-- Opening Marker --

/*
 * Copyright (c) 2024. Govcraft
 *
 * Licensed under either of
 *   * Apache License, Version 2.0 (the "License");
 *     you may not use this file except in compliance with the License.
 *     You may obtain a copy of the License at http://www.apache.org/licenses/LICENSE-2.0
 *   * MIT license: http://opensource.org/licenses/MIT
 *
 * Unless required by applicable law or agreed to in writing, software
 * distributed under the License is distributed on an "AS IS" BASIS,
 * WITHOUT WARRANTIES OR CONDITIONS OF ANY KIND, either express or implied.
 * See the applicable License for the specific language governing permissions and
 * limitations under that License.
 */

use std::fmt;
use std::sync::OnceLock;

use parking_lot::Mutex;
use static_assertions::assert_impl_all;
use tracing::trace;

use crate::common::message_bus::WeakBus;
use crate::common::{BusError, MessageBus};
use crate::message::{Message, Payload, Recipient};

/// The state every agent carries: its name, its bus and its inbox.
///
/// Agents embed an `AgentCore` and expose it through
/// [`AgentIdentity`](crate::traits::AgentIdentity), usually via `#[switchboard_agent]`.
/// The name is validated on construction and never changes. The bus back-reference
/// is set exactly once, by [`MessageBus::register`]; it does not keep the bus alive.
pub struct AgentCore {
    name: String,
    bus: OnceLock<WeakBus>,
    inbox: Mutex<Vec<Message>>,
}

impl AgentCore {
    /// Creates a core for an agent called `name`.
    ///
    /// # Errors
    ///
    /// Returns [`BusError::InvalidName`] if `name` is empty or whitespace-only.
    pub fn new(name: impl Into<String>) -> Result<Self, BusError> {
        let name = name.into();
        if name.trim().is_empty() {
            return Err(BusError::InvalidName(name));
        }
        Ok(Self {
            name,
            bus: OnceLock::new(),
            inbox: Mutex::new(Vec::new()),
        })
    }

    /// The agent's name.
    #[inline]
    pub fn name(&self) -> &str {
        &self.name
    }

    /// Returns `true` once the agent has been registered on a bus.
    pub fn is_registered(&self) -> bool {
        self.bus.get().is_some()
    }

    /// Returns a snapshot of every message received so far, in receipt order.
    pub fn inbox(&self) -> Vec<Message> {
        self.inbox.lock().clone()
    }

    /// Appends a message to the inbox.
    pub fn record(&self, message: &Message) {
        self.inbox.lock().push(message.clone());
    }

    /// Sends a new message from this agent.
    ///
    /// The call returns after the message and everything it triggers has been delivered.
    ///
    /// # Errors
    ///
    /// * [`BusError::NotRegistered`] before the agent is registered.
    /// * [`BusError::BusDropped`] if the bus no longer exists.
    pub fn send(
        &self,
        recipient: impl Into<Recipient>,
        topic: impl Into<String>,
        payload: Payload,
    ) -> Result<(), BusError> {
        let bus = self.bus()?;
        bus.send(Message::new(self.name.as_str(), recipient, topic, payload));
        Ok(())
    }

    /// Re-sends `message` from this agent to `recipient`, keeping topic, payload and metadata.
    ///
    /// # Errors
    ///
    /// Same as [`send`](Self::send).
    pub fn forward(
        &self,
        recipient: impl Into<Recipient>,
        message: &Message,
    ) -> Result<(), BusError> {
        let bus = self.bus()?;
        let forwarded = message.forwarded(self.name.as_str(), recipient);
        trace!(agent = %self.name, to = %forwarded.recipient(), topic = %forwarded.topic(), "forwarding");
        bus.send(forwarded);
        Ok(())
    }

    pub(crate) fn attach(&self, bus: WeakBus) -> Result<(), BusError> {
        self.bus.set(bus).map_err(|_| BusError::AlreadyRegistered {
            agent: self.name.clone(),
        })
    }

    fn bus(&self) -> Result<MessageBus, BusError> {
        self.bus
            .get()
            .ok_or_else(|| BusError::NotRegistered(self.name.clone()))?
            .upgrade()
            .ok_or_else(|| BusError::BusDropped(self.name.clone()))
    }
}

impl fmt::Debug for AgentCore {
    fn fmt(&self, f: &mut fmt::Formatter<'_>) -> fmt::Result {
        f.debug_struct("AgentCore")
            .field("name", &self.name)
            .field("registered", &self.is_registered())
            .field("inbox_len", &self.inbox.lock().len())
            .finish()
    }
}

assert_impl_all!(AgentCore: Send, Sync);

#[cfg(test)]
mod tests {
    use serde_json::json;

    use super::*;
    use crate::message::payload;

    #[test]
    fn rejects_blank_names() {
        assert_eq!(AgentCore::new("").unwrap_err(), BusError::InvalidName(String::new()));
        assert!(matches!(AgentCore::new("  \t"), Err(BusError::InvalidName(_))));
        assert_eq!(AgentCore::new(" echoer ").unwrap().name(), " echoer ");
    }

    #[test]
    fn send_before_registration_fails() {
        let core = AgentCore::new("loner").unwrap();
        let err = core.send(None::<&str>, "echo", payload(json!({}))).unwrap_err();
        assert_eq!(err, BusError::NotRegistered("loner".to_string()));
    }

    #[test]
    fn send_after_bus_dropped_fails() {
        let core = AgentCore::new("orphan").unwrap();
        let bus = MessageBus::new();
        core.attach(bus.downgrade()).unwrap();
        drop(bus);

        let err = core.send("anyone", "echo", payload(json!({}))).unwrap_err();
        assert_eq!(err, BusError::BusDropped("orphan".to_string()));
    }
}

-- Closing Marker --

*WHAT IS EXPECTED*. Return every line of the data unchanged.

*RESULT OF THE EXERCISE*.
/*
 * Copyright (c) 2024. Govcraft
 *
 * Licensed under either of
 *   * Apache License, Version 2.0 (the "License");
 *     you may not use this file except in compliance with the License.
 *     You may obtain a copy of the License at http://www.apache.org/licenses/LICENSE-2.0
 *   * MIT license: http://opensource.org/licenses/MIT
 *
 * Unless required by applicable law or agreed to in writing, software
 * distributed under the License is distributed on an "AS IS" BASIS,
 * WITHOUT WARRANTIES OR CONDITIONS OF ANY KIND, either express or implied.
 * See the applicable License for the specific language governing permissions and
 * limitations under that License.
 */

use std::fmt;
use std::sync::OnceLock;

use parking_lot::Mutex;
use static_assertions::assert_impl_all;
use tracing::trace;

use crate::common::message_bus::WeakBus;
use crate::common::{BusError, MessageBus};
use crate::message::{Message, Payload, Recipient};

/// The state every agent carries: its name, its bus and its inbox.
///
/// Agents embed an `AgentCore` and expose it through
/// [`AgentIdentity`](crate::traits::AgentIdentity), usually via `#[switchboard_agent]`.
/// The name is validated on construction and never changes. The bus back-reference
/// is set exactly once, by [`MessageBus::register`]; it does not keep the bus alive.
pub struct AgentCore {
    name: String,
    bus: OnceLock<WeakBus>,
    inbox: Mutex<Vec<Message>>,
}

impl AgentCore {
    /// Creates a core for an agent called `name`.
    ///
    /// # Errors
    ///
    /// Returns [`BusError::InvalidName`] if `name` is empty or whitespace-only.
    pub fn new(name: impl Into<String>) -> Result<Self, BusError> {
        let name = name.into();
        if name.trim().is_empty() {
            return Err(BusError::InvalidName(name));
        }
        Ok(Self {
            name,
            bus: OnceLock::new(),
            inbox: Mutex::new(Vec::new()),
        })
    }

    /// The agent's name.
    #[inline]
    pub fn name(&self) -> &str {
        &self.name
    }

    /// Returns `true` once the agent has been registered on a bus.
    pub fn is_registered(&self) -> bool {
        self.bus.get().is_some()
    }

    /// Returns a snapshot of every message received so far, in receipt order.
    pub fn inbox(&self) -> Vec<Message> {
        self.inbox.lock().clone()
    }

    /// Appends a message to the inbox.
    pub fn record(&self, message: &Message) {
        self.inbox.lock().push(message.clone());
    }

    /// Sends a new message from this agent.
    ///
    /// The call returns after the message and everything it triggers has been delivered.
    ///
    /// # Errors
    ///
    /// * [`BusError::NotRegistered`] before the agent is registered.
    /// * [`BusError::BusDropped`] if the bus no longer exists.
    pub fn send(
        &self,
        recipient: impl Into<Recipient>,
        topic: impl Into<String>,
        payload: Payload,
    ) -> Result<(), BusError> {
        let bus = self.bus()?;
        bus.send(Message::new(self.name.as_str(), recipient, topic, payload));
        Ok(())
    }

    /// Re-sends `message` from this agent to `recipient`, keeping topic, payload and metadata.
    ///
    /// # Errors
    ///
    /// Same as [`send`](Self::send).
    pub fn forward(
        &self,
        recipient: impl Into<Recipient>,
        message: &Message,
    ) -> Result<(), BusError> {
        let bus = self.bus()?;
        let forwarded = message.forwarded(self.name.as_str(), recipient);
        trace!(agent = %self.name, to = %forwarded.recipient(), topic = %forwarded.topic(), "forwarding");
        bus.send(forwarded);
        Ok(())
    }

    pub(crate) fn attach(&self, bus: WeakBus) -> Result<(), BusError> {
        self.bus.set(bus).map_err(|_| BusError::AlreadyRegistered {
            agent: self.name.clone(),
        })
    }

    fn bus(&self) -> Result<MessageBus, BusError> {
        self.bus
            .get()
            .ok_or_else(|| BusError::NotRegistered(self.name.clone()))?
            .upgrade()
            .ok_or_else(|| BusError::BusDropped(self.name.clone()))
    }
}

impl fmt::Debug for AgentCore {
    fn fmt(&self, f: &mut fmt::Formatter<'_>) -> fmt::Result {
        f.debug_struct("AgentCore")
            .field("name", &self.name)
            .field("registered", &self.is_registered())
            .field("inbox_len", &self.inbox.lock().len())
            .finish()
    }
}

assert_impl_all!(AgentCore: Send, Sync);

#[cfg(test)]
mod tests {
    use serde_json::json;

    use super::*;
    use crate::message::payload;

    #[test]
    fn rejects_blank_names() {
        assert_eq!(AgentCore::new("").unwrap_err(), BusError::InvalidName(String::new()));
        assert!(matches!(AgentCore::new("  \t"), Err(BusError::InvalidName(_))));
        assert_eq!(AgentCore::new(" echoer ").unwrap().name(), " echoer ");
    }

    #[test]
    fn send_before_registration_fails() {
        let core = AgentCore::new("loner").unwrap();
        let err = core.send(None::<&str>, "echo", payload(json!({}))).unwrap_err();
        assert_eq!(err, BusError::NotRegistered("loner".to_string()));
    }

    #[test]
    fn send_after_bus_dropped_fails() {
        let core = AgentCore::new("orphan").unwrap();
        let bus = MessageBus::new();
        core.attach(bus.downgrade()).unwrap();
        drop(bus);

        let err = core.send("anyone", "echo", payload(json!({}))).unwrap_err();
        assert_eq!(err, BusError::BusDropped("orphan".to_string()));
    }
}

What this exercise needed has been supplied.